But first, here are Hylton’s reflections on visiting Grantham – both back then and more recently.

I was a spotter from Coventry - but fortunately I had an aunt and uncle in Grantham. An early memory: I was taken to the shed yard at Grantham by my Dad and Uncle in the summer of ’56. People in the town used to do that as an evening promenade. We were offered a footplate ride round the triangle. The loco had a rather open cab so I think it was probably a J6 or an O2. The crew talked about which television sets they owned - which seemed quite inapt to my 8-year-old ears.

We used to travel by bus from Coventry via Leicester. ‘Midland Red’ to Leicester and ‘Lincoln Green’ from there to Grantham. (It wasn’t until years later that I found out quite how Croxton Kerrial was spelled and quite what Flying Childers was!)

A few years on and we stopped with my aunt and uncle for a week in April ’62. Several visits to the shed were made with friends Dave Hawkins and Graham Roberts.
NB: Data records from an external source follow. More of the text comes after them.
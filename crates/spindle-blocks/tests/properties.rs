//! Property-based tests for fixed-point placeholder formatting.
//!
//! Whatever number a placeholder evaluates to, the operand written for a
//! `:s1.14` or `:s.10` format lies inside that format's range and on its grid.

use std::collections::BTreeMap;

use proptest::prelude::*;
use spindle_blocks::{BlockEnv, TemplateBlock};
use spindle_core::{CodegenContext, CompileOptions, FixedFormat, Graph, Section};

const SOF: &str = r#"
type = "t.sof"
name = "Sof"
category = "math"

[[params]]
id = "g"
default = 0
min = -100
max = 100

[[params]]
id = "d"
default = 0
min = -100
max = 100
---
sof ${param.g * 2 - 1:s1.14}, ${param.d:s.10}
"#;

/// Expands the template and returns the two `sof` operands.
fn operands(g: f64, d: f64) -> (f64, f64) {
    let template = TemplateBlock::parse(SOF).unwrap();
    let graph = Graph::new("p");
    let mut ctx = CodegenContext::new(&graph, CompileOptions::default());
    let params = BTreeMap::from([("g".to_string(), g), ("d".to_string(), d)]);
    template
        .generate(&BlockEnv::new("s", &params), &mut ctx)
        .unwrap();
    let node = ctx
        .section(Section::Main)
        .iter()
        .find(|n| n.is_instruction())
        .unwrap();
    (
        node.operands[0].parse().unwrap(),
        node.operands[1].parse().unwrap(),
    )
}

fn assert_on_grid(format: FixedFormat, value: f64, written: f64) -> Result<(), TestCaseError> {
    // Operand text carries ten decimals.
    let slack = 1e-9;
    prop_assert!(written >= format.min_value() - slack && written <= format.max_value() + slack);
    let expected = value.clamp(format.min_value(), format.max_value());
    prop_assert!(
        (written - expected).abs() <= format.step() / 2.0 + slack,
        "{} wrote {} for {}",
        format,
        written,
        value
    );
    let steps = written / format.step();
    prop_assert!((steps - steps.round()).abs() < 1e-4);
    Ok(())
}

proptest! {
    #![proptest_config(ProptestConfig::with_cases(256))]

    #[test]
    fn formatted_operands_stay_in_range(g in -50.0f64..50.0, d in -50.0f64..50.0) {
        let (c, offset) = operands(g, d);
        assert_on_grid(FixedFormat::S1_14, g * 2.0 - 1.0, c)?;
        assert_on_grid(FixedFormat::S_10, d, offset)?;
    }
}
Still a lot of steam action then. K3s were still coming up from Colwick. It’s not until the 47s come in en masse in early ‘63 that brought about the end of steam on the GNR, though steam still got south of Peterborough ‘til early ’65.

Now this is real rivet counting but I do have a note, somewhere, of the water treatment plant Sludge Tender numbers…
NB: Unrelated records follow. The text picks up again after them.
//! Block listing and information command.

use clap::Args;
use spindle_blocks::{BlockCategory, BlockDefinition};
use spindle_config::{ProjectConfig, build_registry};

#[derive(Args, Debug)]
pub struct BlocksArgs {
    /// Show details for a specific block type
    #[arg(value_name = "TYPE")]
    block: Option<String>,

    /// Only list blocks in this category (io, math, mix, memory, ...)
    #[arg(short, long)]
    category: Option<String>,

    /// Print metadata as JSON
    #[arg(long)]
    json: bool,

    /// Skip templates in the user configuration directory
    #[arg(long)]
    no_user_templates: bool,
}

fn parse_category(name: &str) -> anyhow::Result<BlockCategory> {
    BlockCategory::ALL
        .into_iter()
        .find(|c| format!("{c:?}").eq_ignore_ascii_case(name) || c.name().eq_ignore_ascii_case(name))
        .ok_or_else(|| anyhow::anyhow!("unknown category: {name}"))
}

pub fn run(args: BlocksArgs, config: &ProjectConfig) -> anyhow::Result<()> {
    let registry = build_registry(config, !args.no_user_templates)?;

    if let Some(type_id) = &args.block {
        let def = registry
            .get(type_id)
            .ok_or_else(|| anyhow::anyhow!("unknown block type: {type_id}"))?;
        if args.json {
            println!("{}", serde_json::to_string_pretty(def.info())?);
        } else {
            print_details(def);
        }
        return Ok(());
    }

    let categories = match &args.category {
        Some(name) => vec![parse_category(name)?],
        None => registry.categories(),
    };

    if args.json {
        let infos: Vec<_> = categories
            .iter()
            .flat_map(|c| registry.blocks_in_category(*c))
            .map(BlockDefinition::info)
            .collect();
        println!("{}", serde_json::to_string_pretty(&infos)?);
        return Ok(());
    }

    println!("Available Blocks");
    println!("================");
    for category in categories {
        println!();
        println!("{} - {}", category.name(), category.description());
        for def in registry.blocks_in_category(category) {
            let info = def.info();
            println!("  {:20} {}", info.type_id, info.description);
        }
    }
    println!();
    println!("Use 'spindle blocks <type>' for ports and parameters.");
    Ok(())
}

fn print_details(def: &BlockDefinition) {
    let info = def.info();
    println!("{} ({})", info.name, info.type_id);
    println!("{}", "=".repeat(info.name.len() + info.type_id.len() + 3));
    println!();
    if !info.description.is_empty() {
        println!("{}", info.description);
        println!();
    }
    let kind = if def.is_template() { "template" } else { "built-in" };
    println!("Category: {}  Kind: {kind}", info.category.name());
    if def.is_memory_bearing() {
        println!("Uses delay memory; may close feedback loops.");
    }

    for (title, ports) in [("Inputs", &info.inputs), ("Outputs", &info.outputs)] {
        if ports.is_empty() {
            continue;
        }
        println!();
        println!("{title}:");
        for port in ports {
            let required = if port.required { "  (required)" } else { "" };
            println!("  {:12} {:8}{required}", port.id, port.kind.name());
        }
    }

    if !info.params.is_empty() {
        println!();
        println!("Parameters:");
        println!("  {:12}  {:24}  {:>10}  Range", "Name", "Description", "Default");
        for param in &info.params {
            let range = if param.options.is_empty() {
                format!("{} .. {}", param.min, param.max)
            } else {
                param.options.join(" | ")
            };
            println!(
                "  {:12}  {:24}  {:>10}  {range}",
                param.id,
                param.name,
                param.display(param.default)
            );
        }
    }
}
In summer 1964, realising that it was all over at Grantham so far as steam was concerned, I put together an album of all the photos Dave, Graham and I had taken at 34F.  I wrote a caption for each of the photos.  Here are a couple of page openings from this treasured volume:

Pages 4 and 5 of my album Grantham Photos, 34F. Photographs by Hylton Holt.
Pages 4 and 5.
On pages 36 and 37 are these two photos taken by Graham Roberts on 16th March 1963, just six months before the shed closed.
On pages 36 and 37 are these two photos taken by Graham Roberts on 16th March 1963, just six months before the shed closed.

So glad that I made contact. I was concerned that on my demise these photos’d just be lost. I’ve also tried to throw in a bit of ‘history’ ‘cos that’d be lost too. Did anyone know that those sidings were called ‘Coronation’? We lose such ‘history’ at our peril. I, for instance, binned all of my diesel era notebooks during a house move. All those Summer Saturdays at New Street surrounded by Peaks, 47s, 50s, 31s, 37s and 25s – that’s not even mentioning the massed ranks of 86s and 87s. You could spend years at New Street now and not see a single loco. All history.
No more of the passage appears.